В конце улицы, как столб верстовой – дозорит старик Мизгирев: в сером плаще и замусоленной шляпенке он сливается с волокнистым влажным воздухом и кажется призраком. Говорят, дверь оббил листовым железом и окна опутал проволокой. Он-то живет, он скоро справился с бедою, совладал с собою: у Якова Мизгирева ясная цель.
… Вот она, осень. Долго ли отсутствовал, а изба выстудилась. Топил допоздна. Боясь угореть, трубы не закрывал, лег в насыревшую постель, скомкался, свалялся, как пропадина, и не то забылся, не то закрыл в отчаянье глаза. Очнулся в безвременье от скрипа окна и натужного дыханья. Прислушался, холодея: кто-то створку поддевал ножом, пытался открыть, проникал в жилье с дурным умыслом. Сразу картина нарисовалась, возбужденная, яркая. Не от страха, нет, вряд ли чего пугался в жизни своей Бурнашов, но сама душа его, помимо воли, жила отдельно, играла на отлаженном бессонном инструменте, пряла бесконечные образы.
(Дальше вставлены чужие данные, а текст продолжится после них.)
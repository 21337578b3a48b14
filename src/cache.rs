//! The modification time cache that lets a build skip unchanged scripts.
//!
//! Stored as one `<file name>|<RFC 3339 timestamp>` line per script. Lines
//! that don't parse are dropped on load, which just forces a recompile.

use std::collections::BTreeMap;
use std::path::Path;
use std::time::SystemTime;

use chrono::{DateTime, SecondsFormat, TimeZone, Utc};
use log::*;
use serde::{Deserialize, Serialize};

use crate::errors::CacheError;

pub const CACHE_FILE_NAME: &str = "meta.txt";

const DELIMITER: u8 = b'|';

#[derive(Debug, Copy, Clone, PartialEq, Eq)]
pub struct CacheEntry {
    /// Whole-second modification time.
    pub modified: DateTime<Utc>,
}

impl CacheEntry {
    pub fn new(modified: DateTime<Utc>) -> Self {
        let modified = Utc
            .timestamp_opt(modified.timestamp(), 0)
            .single()
            .unwrap_or(modified);
        Self { modified }
    }

    pub fn from_system_time(modified: SystemTime) -> Self {
        Self::new(modified.into())
    }

    pub fn matches(&self, other: &CacheEntry) -> bool {
        self.modified.timestamp() == other.modified.timestamp()
    }
}

#[derive(Debug, Serialize, Deserialize)]
struct Record {
    file: String,
    modified: String,
}

/// Base file name to last seen modification time.
#[derive(Debug, Clone, Default, PartialEq, Eq)]
pub struct Cache {
    entries: BTreeMap<String, CacheEntry>,
}

impl Cache {
    pub fn new() -> Self {
        Self::default()
    }

    /// Reads a cache file, skipping malformed lines.
    pub fn load(path: &Path) -> Result<Self, CacheError> {
        let to_cache_error = |source| CacheError {
            path: path.to_path_buf(),
            source,
        };

        let mut reader = csv::ReaderBuilder::new()
            .delimiter(DELIMITER)
            .has_headers(false)
            .flexible(true)
            .quoting(false)
            .from_path(path)
            .map_err(to_cache_error)?;

        let mut cache = Self::new();
        for result in reader.byte_records() {
            let record = match result {
                Ok(record) => record,
                Err(err) if err.is_io_error() => return Err(to_cache_error(err)),
                Err(err) => {
                    debug!("Skipping malformed cache line: {}", err);
                    continue;
                }
            };
            if record.len() != 2 {
                debug!("Skipping malformed cache line: {:?}", record);
                continue;
            }
            let record: Record = match record.deserialize(None) {
                Ok(record) => record,
                Err(err) => {
                    debug!("Skipping malformed cache line: {}", err);
                    continue;
                }
            };
            match DateTime::parse_from_rfc3339(&record.modified) {
                Ok(modified) => {
                    cache.insert(record.file, CacheEntry::new(modified.with_timezone(&Utc)));
                }
                Err(err) => {
                    debug!("Skipping cache entry for {}: {}", record.file, err);
                }
            }
        }

        Ok(cache)
    }

    /// Overwrites `path` with every entry, sorted by file name.
    pub fn save(&self, path: &Path) -> Result<(), CacheError> {
        let to_cache_error = |source| CacheError {
            path: path.to_path_buf(),
            source,
        };

        let mut writer = csv::WriterBuilder::new()
            .delimiter(DELIMITER)
            .has_headers(false)
            .quote_style(csv::QuoteStyle::Never)
            .terminator(csv::Terminator::Any(b'\n'))
            .from_path(path)
            .map_err(to_cache_error)?;

        for (file, entry) in &self.entries {
            writer
                .serialize(Record {
                    file: file.clone(),
                    modified: entry.modified.to_rfc3339_opts(SecondsFormat::Secs, true),
                })
                .map_err(to_cache_error)?;
        }
        writer
            .flush()
            .map_err(|err| to_cache_error(err.into()))
    }

    pub fn get(&self, file: &str) -> Option<&CacheEntry> {
        self.entries.get(file)
    }

    pub fn insert(&mut self, file: impl Into<String>, entry: CacheEntry) -> Option<CacheEntry> {
        self.entries.insert(file.into(), entry)
    }

    pub fn remove(&mut self, file: &str) -> Option<CacheEntry> {
        self.entries.remove(file)
    }

    /// Whether `file` was last seen with the same modification time.
    pub fn is_fresh(&self, file: &str, entry: &CacheEntry) -> bool {
        self.get(file).map_or(false, |cached| cached.matches(entry))
    }

    pub fn len(&self) -> usize {
        self.entries.len()
    }

    pub fn is_empty(&self) -> bool {
        self.entries.is_empty()
    }
}

#[cfg(test)]
mod tests {
    use std::fs;

    use super::*;

    fn at(secs: i64) -> CacheEntry {
        CacheEntry::new(Utc.timestamp_opt(secs, 0).unwrap())
    }

    #[test]
    fn test_round_trip() {
        let dir = tempfile::tempdir().unwrap();
        let path = dir.path().join(CACHE_FILE_NAME);

        let mut cache = Cache::new();
        cache.insert("a.oud", at(1_600_000_000));
        cache.insert("b.oud", at(1_700_000_123));
        cache.save(&path).unwrap();

        assert_eq!(
            fs::read_to_string(&path).unwrap(),
            "a.oud|2020-09-13T12:26:40Z\nb.oud|2023-11-14T22:15:23Z\n"
        );
        assert_eq!(Cache::load(&path).unwrap(), cache);
    }

    #[test]
    fn test_malformed_lines_are_skipped() {
        let dir = tempfile::tempdir().unwrap();
        let path = dir.path().join(CACHE_FILE_NAME);
        fs::write(
            &path,
            "good.oud|2020-09-13T12:26:40Z\n\
             no delimiter here\n\
             bad_time.oud|yesterday\n\
             extra.oud|2020-09-13T12:26:40Z|more\n\
             offset.oud|2020-09-13T14:26:40+02:00\n",
        )
        .unwrap();

        let cache = Cache::load(&path).unwrap();
        assert_eq!(cache.len(), 2);
        assert_eq!(cache.get("good.oud"), Some(&at(1_600_000_000)));
        assert_eq!(cache.get("offset.oud"), Some(&at(1_600_000_000)));
    }

    #[test]
    fn test_invalid_utf8_line_is_skipped() {
        let dir = tempfile::tempdir().unwrap();
        let path = dir.path().join(CACHE_FILE_NAME);
        let mut contents = b"good.oud|2020-09-13T12:26:40Z\n".to_vec();
        contents.extend_from_slice(b"bad\xff.oud|2020-09-13T12:26:40Z\n");
        contents.extend_from_slice(b"other.oud|2020-09-13T12:26:41Z\n");
        fs::write(&path, contents).unwrap();

        let cache = Cache::load(&path).unwrap();
        assert_eq!(cache.len(), 2);
        assert_eq!(cache.get("good.oud"), Some(&at(1_600_000_000)));
        assert_eq!(cache.get("other.oud"), Some(&at(1_600_000_001)));
    }

    #[test]
    fn test_missing_file() {
        let dir = tempfile::tempdir().unwrap();
        assert!(Cache::load(&dir.path().join(CACHE_FILE_NAME)).is_err());
    }

    #[test]
    fn test_is_fresh_ignores_subsecond_precision() {
        let mut cache = Cache::new();
        cache.insert("a.oud", at(100));

        let later = Utc.timestamp_opt(100, 999_000_000).unwrap();
        assert!(cache.is_fresh("a.oud", &CacheEntry { modified: later }));
        assert!(!cache.is_fresh("a.oud", &at(101)));
        assert!(!cache.is_fresh("b.oud", &at(100)));
    }
}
Призрак нарисовался сразу, он уже сотворил задуманное и удалялся на цыпочках, оставив в постели бездыханное тело. Из прочитанных бульварных романов пришла эта сценка? Бог его знает… Бурнашов подкрался к окну, чтобы врасплох поймать злоумышленника, приник к стеклу. Запоздалая бабочка умащивалась крылышками на окне, предчувствуя кончину. Напротив, у Гришаниной избы, качался на столбе фонарь. Бурнашов отдернул штору, и отраженье дальнего света скользнуло в комнату. Чья-то прекрасная, мертвенно-бледная голова отпечаталась на стене. Бурнашов погрузился в княжеское креслице, разглядывая чужое лицо.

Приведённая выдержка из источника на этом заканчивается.